─── Dataset entries ───
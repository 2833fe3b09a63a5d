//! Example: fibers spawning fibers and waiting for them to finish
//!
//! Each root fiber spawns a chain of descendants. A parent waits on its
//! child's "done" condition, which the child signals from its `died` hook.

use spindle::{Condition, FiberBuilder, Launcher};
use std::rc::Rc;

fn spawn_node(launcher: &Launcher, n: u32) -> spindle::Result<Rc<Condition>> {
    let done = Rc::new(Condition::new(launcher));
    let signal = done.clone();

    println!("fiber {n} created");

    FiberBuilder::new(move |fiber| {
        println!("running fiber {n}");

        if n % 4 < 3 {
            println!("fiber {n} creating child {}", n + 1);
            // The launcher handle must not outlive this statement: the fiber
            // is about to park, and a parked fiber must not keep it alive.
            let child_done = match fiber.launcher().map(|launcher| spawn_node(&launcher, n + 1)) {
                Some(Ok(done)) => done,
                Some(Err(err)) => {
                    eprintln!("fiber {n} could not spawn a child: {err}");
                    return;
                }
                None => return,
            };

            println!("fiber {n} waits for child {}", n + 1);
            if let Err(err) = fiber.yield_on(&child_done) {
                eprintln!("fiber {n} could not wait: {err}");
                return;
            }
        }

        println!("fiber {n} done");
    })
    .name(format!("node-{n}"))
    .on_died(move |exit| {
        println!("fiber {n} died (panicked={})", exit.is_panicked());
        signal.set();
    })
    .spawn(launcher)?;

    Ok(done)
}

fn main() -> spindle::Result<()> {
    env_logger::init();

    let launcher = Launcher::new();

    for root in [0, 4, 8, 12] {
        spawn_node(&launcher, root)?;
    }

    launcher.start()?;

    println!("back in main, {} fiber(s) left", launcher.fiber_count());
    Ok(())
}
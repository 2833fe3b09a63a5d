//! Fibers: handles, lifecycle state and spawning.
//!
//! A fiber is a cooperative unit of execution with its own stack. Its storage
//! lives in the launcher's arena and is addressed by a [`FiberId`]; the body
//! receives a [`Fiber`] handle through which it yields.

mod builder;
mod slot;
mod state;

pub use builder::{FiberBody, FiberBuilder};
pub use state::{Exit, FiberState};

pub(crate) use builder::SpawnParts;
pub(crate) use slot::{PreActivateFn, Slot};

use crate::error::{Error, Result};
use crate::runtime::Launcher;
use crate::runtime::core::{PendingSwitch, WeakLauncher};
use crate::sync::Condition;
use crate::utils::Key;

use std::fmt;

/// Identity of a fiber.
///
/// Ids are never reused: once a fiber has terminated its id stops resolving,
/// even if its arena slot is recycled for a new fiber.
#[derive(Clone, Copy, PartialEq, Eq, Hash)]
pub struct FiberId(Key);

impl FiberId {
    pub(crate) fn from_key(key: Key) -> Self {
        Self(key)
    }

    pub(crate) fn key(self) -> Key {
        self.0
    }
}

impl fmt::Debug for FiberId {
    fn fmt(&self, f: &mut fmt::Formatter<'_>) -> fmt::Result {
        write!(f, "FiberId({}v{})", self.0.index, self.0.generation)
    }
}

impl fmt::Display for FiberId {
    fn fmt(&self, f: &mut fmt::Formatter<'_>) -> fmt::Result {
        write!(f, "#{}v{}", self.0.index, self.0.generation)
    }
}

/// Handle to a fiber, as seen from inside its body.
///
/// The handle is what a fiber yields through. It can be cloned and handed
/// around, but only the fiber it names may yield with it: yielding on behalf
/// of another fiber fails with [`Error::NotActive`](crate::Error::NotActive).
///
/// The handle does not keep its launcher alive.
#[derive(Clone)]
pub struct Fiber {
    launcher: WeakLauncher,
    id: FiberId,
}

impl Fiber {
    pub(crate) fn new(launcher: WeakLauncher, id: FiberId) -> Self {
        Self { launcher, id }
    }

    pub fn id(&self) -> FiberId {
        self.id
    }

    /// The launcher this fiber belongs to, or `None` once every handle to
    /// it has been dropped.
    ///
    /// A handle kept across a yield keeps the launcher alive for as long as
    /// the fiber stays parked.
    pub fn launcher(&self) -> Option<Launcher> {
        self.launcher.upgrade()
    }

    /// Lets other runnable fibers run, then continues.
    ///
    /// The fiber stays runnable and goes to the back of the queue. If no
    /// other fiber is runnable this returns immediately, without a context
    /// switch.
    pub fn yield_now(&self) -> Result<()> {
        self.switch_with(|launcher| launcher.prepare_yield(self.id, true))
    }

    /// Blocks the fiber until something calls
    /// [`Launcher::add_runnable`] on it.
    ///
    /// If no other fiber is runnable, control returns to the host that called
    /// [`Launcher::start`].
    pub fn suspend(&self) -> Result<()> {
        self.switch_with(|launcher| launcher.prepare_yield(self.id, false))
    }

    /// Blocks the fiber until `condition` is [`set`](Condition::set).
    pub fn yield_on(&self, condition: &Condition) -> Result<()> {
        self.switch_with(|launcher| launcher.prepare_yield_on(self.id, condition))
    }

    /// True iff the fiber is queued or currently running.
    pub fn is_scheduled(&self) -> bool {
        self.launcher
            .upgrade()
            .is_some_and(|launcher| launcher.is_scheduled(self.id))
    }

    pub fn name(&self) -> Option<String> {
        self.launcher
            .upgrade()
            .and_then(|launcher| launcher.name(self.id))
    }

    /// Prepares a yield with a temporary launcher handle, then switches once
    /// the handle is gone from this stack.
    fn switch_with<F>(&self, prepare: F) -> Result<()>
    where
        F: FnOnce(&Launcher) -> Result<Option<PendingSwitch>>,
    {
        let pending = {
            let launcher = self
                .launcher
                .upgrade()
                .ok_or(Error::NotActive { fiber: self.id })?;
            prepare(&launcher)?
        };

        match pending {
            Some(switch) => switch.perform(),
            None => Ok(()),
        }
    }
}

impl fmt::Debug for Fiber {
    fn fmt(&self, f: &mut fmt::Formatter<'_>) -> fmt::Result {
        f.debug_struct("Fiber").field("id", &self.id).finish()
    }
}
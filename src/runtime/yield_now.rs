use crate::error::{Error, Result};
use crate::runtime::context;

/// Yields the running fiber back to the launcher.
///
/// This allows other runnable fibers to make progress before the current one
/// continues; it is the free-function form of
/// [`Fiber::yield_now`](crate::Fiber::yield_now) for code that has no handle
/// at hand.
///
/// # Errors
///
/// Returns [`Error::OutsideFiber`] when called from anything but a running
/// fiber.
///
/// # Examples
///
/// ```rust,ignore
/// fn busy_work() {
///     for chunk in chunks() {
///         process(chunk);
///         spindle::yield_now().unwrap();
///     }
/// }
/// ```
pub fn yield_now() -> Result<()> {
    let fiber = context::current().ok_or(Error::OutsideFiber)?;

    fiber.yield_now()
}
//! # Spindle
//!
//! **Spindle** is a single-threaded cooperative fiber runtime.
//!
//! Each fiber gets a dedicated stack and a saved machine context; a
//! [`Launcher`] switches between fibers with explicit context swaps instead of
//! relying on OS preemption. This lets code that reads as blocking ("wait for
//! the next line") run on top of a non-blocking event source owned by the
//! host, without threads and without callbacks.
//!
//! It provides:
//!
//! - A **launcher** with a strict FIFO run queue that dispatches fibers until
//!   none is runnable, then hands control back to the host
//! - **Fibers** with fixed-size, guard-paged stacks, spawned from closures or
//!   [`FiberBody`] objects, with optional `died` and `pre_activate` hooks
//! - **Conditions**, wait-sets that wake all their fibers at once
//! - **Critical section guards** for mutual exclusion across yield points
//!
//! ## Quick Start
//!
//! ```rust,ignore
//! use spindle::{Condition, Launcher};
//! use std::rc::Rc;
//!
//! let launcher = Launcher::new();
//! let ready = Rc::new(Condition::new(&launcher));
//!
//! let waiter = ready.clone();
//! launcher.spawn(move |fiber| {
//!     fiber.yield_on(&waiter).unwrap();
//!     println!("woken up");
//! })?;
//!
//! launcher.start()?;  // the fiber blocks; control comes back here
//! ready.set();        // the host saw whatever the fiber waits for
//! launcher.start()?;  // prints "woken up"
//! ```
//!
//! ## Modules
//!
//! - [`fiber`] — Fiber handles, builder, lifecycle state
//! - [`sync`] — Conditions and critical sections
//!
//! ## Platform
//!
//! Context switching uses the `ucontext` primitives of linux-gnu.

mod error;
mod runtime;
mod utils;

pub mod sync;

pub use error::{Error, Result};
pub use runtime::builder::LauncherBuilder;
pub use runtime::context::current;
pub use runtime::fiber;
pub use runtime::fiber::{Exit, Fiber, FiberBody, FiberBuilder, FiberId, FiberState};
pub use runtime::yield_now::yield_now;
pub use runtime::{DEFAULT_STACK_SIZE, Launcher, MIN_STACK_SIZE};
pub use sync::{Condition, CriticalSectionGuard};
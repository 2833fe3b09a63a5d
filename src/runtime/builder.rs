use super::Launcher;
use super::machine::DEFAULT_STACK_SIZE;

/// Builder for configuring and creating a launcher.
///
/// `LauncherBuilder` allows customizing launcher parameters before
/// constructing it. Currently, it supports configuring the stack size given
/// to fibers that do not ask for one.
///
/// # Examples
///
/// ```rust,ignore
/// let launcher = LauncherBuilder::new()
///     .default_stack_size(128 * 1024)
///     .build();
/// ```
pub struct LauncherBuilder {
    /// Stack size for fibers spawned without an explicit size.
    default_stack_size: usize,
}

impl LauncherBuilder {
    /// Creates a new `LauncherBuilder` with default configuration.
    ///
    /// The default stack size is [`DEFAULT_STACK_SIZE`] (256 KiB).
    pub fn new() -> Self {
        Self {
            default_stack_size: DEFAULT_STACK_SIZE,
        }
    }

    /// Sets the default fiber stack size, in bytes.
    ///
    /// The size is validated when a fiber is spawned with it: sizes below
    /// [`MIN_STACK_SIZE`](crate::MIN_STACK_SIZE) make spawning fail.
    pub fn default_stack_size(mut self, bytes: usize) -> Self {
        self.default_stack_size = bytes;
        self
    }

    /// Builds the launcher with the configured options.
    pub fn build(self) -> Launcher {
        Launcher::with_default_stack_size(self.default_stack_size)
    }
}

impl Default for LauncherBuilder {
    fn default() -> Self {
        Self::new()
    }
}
───
─── Dataset entries ───
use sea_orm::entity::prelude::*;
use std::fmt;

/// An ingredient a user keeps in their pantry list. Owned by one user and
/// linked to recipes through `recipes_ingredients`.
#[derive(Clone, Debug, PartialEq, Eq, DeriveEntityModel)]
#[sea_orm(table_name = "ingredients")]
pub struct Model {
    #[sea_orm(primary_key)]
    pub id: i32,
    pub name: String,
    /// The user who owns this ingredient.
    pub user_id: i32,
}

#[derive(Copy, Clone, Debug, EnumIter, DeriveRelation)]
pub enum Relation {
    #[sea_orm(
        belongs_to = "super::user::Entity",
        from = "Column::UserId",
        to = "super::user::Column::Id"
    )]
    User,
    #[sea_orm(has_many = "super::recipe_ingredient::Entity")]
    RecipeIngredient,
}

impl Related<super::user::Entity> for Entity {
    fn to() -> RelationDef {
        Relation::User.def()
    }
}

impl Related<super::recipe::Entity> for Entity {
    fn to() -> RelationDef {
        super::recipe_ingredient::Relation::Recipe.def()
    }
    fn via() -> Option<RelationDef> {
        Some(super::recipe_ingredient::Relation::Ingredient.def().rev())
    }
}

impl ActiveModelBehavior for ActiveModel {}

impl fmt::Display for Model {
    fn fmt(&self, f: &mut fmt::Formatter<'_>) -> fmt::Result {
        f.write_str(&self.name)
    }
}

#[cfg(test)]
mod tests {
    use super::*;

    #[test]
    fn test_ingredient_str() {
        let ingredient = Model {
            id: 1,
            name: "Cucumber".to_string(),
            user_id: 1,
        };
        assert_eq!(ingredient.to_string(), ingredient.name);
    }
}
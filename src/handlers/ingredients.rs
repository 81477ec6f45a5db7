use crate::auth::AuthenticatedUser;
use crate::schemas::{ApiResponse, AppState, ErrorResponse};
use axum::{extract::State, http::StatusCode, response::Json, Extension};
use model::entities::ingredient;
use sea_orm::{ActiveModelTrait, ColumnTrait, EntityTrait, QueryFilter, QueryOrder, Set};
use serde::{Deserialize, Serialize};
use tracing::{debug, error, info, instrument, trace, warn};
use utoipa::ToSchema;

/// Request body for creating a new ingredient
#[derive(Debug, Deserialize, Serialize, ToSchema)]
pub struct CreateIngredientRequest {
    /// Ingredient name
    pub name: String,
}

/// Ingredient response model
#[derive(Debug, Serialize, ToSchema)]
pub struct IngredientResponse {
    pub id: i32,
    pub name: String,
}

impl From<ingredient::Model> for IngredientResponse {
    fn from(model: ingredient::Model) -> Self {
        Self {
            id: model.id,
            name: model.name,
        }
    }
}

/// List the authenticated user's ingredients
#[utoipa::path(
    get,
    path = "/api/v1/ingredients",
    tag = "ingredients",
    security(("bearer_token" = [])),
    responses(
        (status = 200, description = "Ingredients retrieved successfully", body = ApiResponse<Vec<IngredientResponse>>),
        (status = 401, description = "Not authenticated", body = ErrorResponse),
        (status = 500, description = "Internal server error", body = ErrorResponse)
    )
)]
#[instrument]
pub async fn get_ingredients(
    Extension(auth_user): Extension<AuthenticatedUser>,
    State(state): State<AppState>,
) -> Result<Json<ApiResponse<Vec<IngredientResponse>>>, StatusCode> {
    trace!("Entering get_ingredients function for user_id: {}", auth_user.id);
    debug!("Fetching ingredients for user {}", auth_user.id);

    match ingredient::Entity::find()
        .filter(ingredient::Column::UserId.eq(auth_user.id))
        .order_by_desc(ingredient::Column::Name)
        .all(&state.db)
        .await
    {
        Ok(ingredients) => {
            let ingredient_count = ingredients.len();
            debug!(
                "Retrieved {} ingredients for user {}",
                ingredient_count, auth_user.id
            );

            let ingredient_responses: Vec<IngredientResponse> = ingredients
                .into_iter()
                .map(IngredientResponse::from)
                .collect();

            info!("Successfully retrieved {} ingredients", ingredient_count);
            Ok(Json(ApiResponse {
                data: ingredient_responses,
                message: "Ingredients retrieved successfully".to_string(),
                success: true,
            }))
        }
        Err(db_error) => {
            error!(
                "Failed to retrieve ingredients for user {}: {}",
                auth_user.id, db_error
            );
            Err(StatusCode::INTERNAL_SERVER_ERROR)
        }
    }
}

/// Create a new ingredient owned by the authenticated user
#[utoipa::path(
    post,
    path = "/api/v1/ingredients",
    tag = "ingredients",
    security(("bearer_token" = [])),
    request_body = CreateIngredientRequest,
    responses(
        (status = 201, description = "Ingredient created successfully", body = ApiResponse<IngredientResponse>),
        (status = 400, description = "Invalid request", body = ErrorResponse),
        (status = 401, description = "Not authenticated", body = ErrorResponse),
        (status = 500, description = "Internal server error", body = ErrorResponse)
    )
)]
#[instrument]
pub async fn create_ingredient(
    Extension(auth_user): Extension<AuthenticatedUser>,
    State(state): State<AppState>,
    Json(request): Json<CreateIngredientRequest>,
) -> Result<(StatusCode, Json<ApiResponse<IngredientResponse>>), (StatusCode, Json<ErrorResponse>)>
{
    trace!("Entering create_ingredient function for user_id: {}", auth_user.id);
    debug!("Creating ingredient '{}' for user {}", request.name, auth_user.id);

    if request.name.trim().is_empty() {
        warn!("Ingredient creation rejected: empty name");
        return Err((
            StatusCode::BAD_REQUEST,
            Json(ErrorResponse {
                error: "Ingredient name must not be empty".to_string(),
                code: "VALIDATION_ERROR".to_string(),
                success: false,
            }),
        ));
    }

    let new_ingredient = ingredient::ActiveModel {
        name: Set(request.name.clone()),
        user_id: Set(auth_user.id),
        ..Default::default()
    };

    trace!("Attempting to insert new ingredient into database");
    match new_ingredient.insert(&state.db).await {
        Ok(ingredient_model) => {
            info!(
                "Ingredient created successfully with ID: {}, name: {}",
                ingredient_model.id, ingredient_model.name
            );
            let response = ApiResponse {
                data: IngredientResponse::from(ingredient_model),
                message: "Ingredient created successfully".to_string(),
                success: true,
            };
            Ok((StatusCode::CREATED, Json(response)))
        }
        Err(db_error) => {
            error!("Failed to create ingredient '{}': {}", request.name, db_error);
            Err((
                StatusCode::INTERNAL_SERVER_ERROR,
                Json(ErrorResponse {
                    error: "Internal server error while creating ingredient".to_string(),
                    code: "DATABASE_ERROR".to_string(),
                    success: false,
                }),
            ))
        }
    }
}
───
[What the task requires] If a line of the entries above holds the word "before", count it; report only how many such lines there are.

[Finished task] 2